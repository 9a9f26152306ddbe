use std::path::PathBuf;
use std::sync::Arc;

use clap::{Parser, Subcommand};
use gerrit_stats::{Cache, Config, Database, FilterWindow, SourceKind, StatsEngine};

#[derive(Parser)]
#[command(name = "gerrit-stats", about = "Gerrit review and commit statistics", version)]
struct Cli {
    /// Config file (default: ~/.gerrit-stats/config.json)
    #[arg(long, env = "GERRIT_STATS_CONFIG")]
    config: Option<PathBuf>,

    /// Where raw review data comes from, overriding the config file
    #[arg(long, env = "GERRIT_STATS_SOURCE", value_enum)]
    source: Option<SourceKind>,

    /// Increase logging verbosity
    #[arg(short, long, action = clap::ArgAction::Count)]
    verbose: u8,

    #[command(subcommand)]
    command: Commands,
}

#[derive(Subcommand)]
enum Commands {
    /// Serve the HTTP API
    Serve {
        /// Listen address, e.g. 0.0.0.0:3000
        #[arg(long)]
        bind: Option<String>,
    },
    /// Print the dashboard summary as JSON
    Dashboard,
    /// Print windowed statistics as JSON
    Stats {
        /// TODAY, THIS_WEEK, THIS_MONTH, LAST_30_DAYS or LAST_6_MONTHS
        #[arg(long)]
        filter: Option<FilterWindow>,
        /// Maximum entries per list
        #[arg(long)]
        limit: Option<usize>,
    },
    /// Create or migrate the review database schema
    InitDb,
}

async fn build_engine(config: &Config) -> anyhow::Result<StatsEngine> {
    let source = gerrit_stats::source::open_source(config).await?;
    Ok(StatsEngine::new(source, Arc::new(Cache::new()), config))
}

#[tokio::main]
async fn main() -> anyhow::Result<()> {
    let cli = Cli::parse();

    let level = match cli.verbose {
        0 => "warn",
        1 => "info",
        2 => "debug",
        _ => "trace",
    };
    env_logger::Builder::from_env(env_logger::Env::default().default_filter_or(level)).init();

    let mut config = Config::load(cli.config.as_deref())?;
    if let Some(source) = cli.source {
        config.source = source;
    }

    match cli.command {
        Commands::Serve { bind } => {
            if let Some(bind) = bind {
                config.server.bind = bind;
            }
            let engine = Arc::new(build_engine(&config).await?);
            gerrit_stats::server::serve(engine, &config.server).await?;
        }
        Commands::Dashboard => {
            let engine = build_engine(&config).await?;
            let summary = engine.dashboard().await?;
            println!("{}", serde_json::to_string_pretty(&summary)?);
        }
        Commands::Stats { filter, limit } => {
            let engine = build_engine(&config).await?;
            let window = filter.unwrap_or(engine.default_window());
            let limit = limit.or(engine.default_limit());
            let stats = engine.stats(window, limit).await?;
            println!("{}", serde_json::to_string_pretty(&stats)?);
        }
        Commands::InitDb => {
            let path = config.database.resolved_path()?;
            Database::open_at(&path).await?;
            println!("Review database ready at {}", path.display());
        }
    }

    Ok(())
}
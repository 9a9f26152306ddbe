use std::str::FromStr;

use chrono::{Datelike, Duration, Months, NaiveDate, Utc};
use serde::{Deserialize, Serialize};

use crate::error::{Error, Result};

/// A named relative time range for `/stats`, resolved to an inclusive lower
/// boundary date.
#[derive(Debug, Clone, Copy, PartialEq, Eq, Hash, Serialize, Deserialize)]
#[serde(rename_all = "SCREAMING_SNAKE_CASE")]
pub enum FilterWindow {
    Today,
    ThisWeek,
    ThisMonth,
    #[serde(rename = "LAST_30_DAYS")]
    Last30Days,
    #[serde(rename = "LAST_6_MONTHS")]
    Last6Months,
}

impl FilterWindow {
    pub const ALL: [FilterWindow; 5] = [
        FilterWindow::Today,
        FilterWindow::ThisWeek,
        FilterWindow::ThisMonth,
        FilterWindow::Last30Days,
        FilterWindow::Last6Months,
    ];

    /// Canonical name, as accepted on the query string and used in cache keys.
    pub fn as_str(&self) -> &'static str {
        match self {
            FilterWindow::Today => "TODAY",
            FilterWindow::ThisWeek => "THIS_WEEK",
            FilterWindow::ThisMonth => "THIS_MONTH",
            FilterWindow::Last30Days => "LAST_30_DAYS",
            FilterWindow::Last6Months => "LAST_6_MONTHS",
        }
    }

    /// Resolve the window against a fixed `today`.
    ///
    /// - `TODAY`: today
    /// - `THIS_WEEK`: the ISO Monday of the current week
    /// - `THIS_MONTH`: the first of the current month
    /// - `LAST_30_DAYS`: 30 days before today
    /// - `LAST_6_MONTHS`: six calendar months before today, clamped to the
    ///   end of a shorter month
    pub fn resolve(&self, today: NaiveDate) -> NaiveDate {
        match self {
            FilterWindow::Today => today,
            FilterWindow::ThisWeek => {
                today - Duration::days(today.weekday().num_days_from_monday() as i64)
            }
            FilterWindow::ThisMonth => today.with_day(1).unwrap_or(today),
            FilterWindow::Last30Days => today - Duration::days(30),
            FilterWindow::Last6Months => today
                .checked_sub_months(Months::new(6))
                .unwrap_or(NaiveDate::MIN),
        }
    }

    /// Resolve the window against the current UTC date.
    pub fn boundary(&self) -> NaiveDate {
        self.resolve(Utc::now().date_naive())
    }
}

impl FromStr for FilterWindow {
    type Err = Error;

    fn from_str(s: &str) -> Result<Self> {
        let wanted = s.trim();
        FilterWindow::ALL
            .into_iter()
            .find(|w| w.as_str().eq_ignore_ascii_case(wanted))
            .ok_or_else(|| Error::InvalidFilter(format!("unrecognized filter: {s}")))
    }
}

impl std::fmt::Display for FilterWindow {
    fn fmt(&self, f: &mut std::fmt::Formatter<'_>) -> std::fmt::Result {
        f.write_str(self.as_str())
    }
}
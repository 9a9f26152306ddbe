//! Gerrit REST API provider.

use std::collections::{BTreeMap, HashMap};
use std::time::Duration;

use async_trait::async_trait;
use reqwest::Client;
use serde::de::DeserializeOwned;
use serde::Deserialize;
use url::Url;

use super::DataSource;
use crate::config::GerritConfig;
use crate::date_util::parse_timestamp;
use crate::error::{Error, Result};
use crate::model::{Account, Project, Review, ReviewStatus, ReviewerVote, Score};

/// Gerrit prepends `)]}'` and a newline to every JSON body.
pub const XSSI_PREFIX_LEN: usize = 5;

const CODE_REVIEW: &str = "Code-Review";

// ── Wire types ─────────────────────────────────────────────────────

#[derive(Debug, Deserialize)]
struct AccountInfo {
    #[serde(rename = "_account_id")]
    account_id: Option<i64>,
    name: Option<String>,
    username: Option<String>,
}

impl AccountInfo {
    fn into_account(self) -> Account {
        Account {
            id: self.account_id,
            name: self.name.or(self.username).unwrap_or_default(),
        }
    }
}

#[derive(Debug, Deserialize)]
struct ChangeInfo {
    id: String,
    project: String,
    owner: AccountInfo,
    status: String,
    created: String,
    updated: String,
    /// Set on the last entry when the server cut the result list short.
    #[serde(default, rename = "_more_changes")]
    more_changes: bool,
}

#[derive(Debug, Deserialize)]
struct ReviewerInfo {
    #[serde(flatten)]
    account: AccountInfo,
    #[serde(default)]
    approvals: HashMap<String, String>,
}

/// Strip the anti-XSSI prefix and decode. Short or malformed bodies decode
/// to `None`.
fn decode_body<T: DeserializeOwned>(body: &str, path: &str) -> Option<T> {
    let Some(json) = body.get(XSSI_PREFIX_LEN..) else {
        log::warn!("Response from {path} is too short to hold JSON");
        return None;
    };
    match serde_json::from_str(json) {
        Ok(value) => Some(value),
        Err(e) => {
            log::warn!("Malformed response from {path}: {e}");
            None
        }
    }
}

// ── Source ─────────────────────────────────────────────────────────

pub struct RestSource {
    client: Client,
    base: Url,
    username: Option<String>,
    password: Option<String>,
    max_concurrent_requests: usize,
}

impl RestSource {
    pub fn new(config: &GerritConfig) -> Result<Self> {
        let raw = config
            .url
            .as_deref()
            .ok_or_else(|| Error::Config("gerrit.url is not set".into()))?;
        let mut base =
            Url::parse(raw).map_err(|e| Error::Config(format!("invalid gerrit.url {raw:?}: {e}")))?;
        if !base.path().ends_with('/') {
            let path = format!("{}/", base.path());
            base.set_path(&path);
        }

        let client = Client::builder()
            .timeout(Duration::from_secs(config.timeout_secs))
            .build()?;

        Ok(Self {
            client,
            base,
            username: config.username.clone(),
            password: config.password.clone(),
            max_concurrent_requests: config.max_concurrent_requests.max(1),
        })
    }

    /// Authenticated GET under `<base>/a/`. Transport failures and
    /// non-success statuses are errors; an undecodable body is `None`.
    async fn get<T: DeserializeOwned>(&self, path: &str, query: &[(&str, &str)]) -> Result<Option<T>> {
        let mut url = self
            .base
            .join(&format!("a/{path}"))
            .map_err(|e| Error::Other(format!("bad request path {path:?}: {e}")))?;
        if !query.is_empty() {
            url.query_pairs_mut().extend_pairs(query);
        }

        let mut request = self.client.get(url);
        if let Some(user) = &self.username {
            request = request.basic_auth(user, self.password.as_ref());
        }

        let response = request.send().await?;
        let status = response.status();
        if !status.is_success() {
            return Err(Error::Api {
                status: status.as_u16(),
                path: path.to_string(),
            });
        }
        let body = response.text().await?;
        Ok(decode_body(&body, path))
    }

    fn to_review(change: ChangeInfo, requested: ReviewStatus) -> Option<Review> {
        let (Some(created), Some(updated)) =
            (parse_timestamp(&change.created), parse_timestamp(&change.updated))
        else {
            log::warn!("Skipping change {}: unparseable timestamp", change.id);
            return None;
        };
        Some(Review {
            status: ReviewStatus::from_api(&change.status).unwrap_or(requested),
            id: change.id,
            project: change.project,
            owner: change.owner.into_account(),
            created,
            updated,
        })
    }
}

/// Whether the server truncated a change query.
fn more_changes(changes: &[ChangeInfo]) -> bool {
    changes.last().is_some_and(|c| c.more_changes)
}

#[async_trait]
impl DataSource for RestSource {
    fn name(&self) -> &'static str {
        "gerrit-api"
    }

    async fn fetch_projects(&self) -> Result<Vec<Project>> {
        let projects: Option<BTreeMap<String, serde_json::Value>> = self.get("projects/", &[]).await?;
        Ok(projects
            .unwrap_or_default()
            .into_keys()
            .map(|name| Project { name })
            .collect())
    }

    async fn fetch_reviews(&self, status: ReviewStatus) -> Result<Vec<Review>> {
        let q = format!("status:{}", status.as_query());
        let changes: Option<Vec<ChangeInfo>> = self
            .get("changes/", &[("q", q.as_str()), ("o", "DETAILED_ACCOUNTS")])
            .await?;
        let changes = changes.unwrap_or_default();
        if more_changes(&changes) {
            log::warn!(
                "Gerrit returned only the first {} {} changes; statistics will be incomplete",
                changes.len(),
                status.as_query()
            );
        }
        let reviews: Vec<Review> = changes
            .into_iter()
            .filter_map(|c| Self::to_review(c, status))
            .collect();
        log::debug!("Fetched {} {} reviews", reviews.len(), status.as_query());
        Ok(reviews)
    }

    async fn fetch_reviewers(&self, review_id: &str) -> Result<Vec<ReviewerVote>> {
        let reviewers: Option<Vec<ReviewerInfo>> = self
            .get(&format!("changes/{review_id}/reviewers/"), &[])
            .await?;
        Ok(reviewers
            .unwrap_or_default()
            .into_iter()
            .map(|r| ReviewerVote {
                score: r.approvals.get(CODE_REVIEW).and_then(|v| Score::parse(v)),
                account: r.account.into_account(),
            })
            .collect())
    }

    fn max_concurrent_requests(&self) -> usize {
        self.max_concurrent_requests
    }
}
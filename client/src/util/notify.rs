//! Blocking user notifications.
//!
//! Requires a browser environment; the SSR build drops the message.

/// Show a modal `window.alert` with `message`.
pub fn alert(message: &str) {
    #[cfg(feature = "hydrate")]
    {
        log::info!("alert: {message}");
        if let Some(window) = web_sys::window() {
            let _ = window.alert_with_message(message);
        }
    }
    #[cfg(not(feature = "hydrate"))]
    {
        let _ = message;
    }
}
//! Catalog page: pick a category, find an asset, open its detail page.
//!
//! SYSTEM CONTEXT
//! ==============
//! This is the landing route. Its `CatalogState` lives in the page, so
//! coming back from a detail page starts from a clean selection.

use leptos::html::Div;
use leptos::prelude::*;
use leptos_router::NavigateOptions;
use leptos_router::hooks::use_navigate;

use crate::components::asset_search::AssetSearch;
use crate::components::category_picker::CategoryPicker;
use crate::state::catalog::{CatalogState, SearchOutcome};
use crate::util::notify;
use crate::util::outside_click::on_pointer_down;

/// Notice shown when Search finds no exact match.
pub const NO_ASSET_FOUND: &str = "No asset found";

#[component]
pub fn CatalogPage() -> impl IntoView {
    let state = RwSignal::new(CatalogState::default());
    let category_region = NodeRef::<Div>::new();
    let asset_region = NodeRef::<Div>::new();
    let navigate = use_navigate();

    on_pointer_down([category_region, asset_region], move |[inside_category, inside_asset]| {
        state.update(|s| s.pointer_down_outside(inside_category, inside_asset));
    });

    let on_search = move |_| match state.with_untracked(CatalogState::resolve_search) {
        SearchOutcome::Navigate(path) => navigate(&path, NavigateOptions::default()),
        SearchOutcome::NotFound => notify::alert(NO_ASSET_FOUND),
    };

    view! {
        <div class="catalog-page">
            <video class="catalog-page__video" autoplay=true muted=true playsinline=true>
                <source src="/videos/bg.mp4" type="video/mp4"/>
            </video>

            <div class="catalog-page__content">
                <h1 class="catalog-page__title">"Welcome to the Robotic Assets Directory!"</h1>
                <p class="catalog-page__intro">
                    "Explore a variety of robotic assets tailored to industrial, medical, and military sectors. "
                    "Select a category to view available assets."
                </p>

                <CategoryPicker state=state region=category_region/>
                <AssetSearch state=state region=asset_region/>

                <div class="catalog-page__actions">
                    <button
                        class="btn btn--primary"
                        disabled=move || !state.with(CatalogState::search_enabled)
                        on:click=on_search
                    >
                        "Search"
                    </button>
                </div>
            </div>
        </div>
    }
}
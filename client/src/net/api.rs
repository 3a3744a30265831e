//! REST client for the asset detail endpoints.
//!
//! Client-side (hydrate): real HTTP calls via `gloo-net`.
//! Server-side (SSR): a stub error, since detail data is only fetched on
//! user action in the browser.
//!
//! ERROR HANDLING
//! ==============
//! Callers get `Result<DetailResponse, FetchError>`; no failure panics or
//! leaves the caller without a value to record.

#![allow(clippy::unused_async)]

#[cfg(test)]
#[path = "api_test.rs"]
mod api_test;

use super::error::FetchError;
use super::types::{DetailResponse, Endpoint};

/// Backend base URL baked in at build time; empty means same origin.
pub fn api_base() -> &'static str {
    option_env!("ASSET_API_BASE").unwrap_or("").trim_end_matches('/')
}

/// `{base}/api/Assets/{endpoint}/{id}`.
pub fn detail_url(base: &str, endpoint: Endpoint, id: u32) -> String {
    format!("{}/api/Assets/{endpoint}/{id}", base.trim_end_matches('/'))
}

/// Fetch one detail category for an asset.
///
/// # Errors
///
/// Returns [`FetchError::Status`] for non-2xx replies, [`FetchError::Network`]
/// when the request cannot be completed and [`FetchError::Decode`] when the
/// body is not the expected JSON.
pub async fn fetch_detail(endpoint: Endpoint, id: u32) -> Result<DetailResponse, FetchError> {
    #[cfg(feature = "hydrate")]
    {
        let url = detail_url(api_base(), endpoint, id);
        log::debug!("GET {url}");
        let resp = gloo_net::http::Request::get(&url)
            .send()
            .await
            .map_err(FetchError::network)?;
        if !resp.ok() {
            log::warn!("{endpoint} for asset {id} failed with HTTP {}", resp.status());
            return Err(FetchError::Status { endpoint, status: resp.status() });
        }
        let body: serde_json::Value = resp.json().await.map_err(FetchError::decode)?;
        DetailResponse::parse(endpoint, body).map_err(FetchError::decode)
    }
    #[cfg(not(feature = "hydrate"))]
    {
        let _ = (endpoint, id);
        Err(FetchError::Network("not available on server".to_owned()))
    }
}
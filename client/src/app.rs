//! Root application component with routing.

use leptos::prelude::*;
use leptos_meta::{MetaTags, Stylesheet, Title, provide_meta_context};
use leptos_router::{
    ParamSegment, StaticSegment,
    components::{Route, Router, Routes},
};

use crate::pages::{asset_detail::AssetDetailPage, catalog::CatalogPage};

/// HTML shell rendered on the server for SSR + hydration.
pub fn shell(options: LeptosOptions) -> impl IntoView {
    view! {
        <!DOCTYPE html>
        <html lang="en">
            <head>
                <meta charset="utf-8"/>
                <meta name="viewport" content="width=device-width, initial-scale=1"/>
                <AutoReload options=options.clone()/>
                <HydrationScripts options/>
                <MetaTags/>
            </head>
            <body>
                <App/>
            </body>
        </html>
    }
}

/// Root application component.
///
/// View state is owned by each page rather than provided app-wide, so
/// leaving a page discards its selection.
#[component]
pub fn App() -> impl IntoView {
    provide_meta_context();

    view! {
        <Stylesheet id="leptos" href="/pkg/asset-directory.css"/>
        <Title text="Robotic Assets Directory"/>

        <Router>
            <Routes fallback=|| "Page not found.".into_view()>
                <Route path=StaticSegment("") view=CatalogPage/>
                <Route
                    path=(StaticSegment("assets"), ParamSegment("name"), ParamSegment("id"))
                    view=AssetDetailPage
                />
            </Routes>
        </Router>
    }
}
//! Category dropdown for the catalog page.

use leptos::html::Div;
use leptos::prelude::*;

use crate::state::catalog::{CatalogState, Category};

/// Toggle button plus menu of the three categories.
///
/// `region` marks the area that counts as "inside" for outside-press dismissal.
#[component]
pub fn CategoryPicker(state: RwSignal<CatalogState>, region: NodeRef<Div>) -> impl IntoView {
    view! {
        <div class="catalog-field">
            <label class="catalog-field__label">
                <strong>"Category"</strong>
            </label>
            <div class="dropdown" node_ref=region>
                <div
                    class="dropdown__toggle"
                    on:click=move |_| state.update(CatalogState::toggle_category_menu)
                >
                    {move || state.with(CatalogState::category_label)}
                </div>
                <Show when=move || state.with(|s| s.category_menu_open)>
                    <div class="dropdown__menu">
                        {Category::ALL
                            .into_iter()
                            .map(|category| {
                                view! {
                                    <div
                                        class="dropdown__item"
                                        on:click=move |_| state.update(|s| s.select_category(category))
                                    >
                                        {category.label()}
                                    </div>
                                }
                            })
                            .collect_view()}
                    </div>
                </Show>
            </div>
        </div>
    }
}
•••••
Task statement — Report how many lines of the data contain the word "DetailResponse", using the number alone.

Reply to the exercise — 4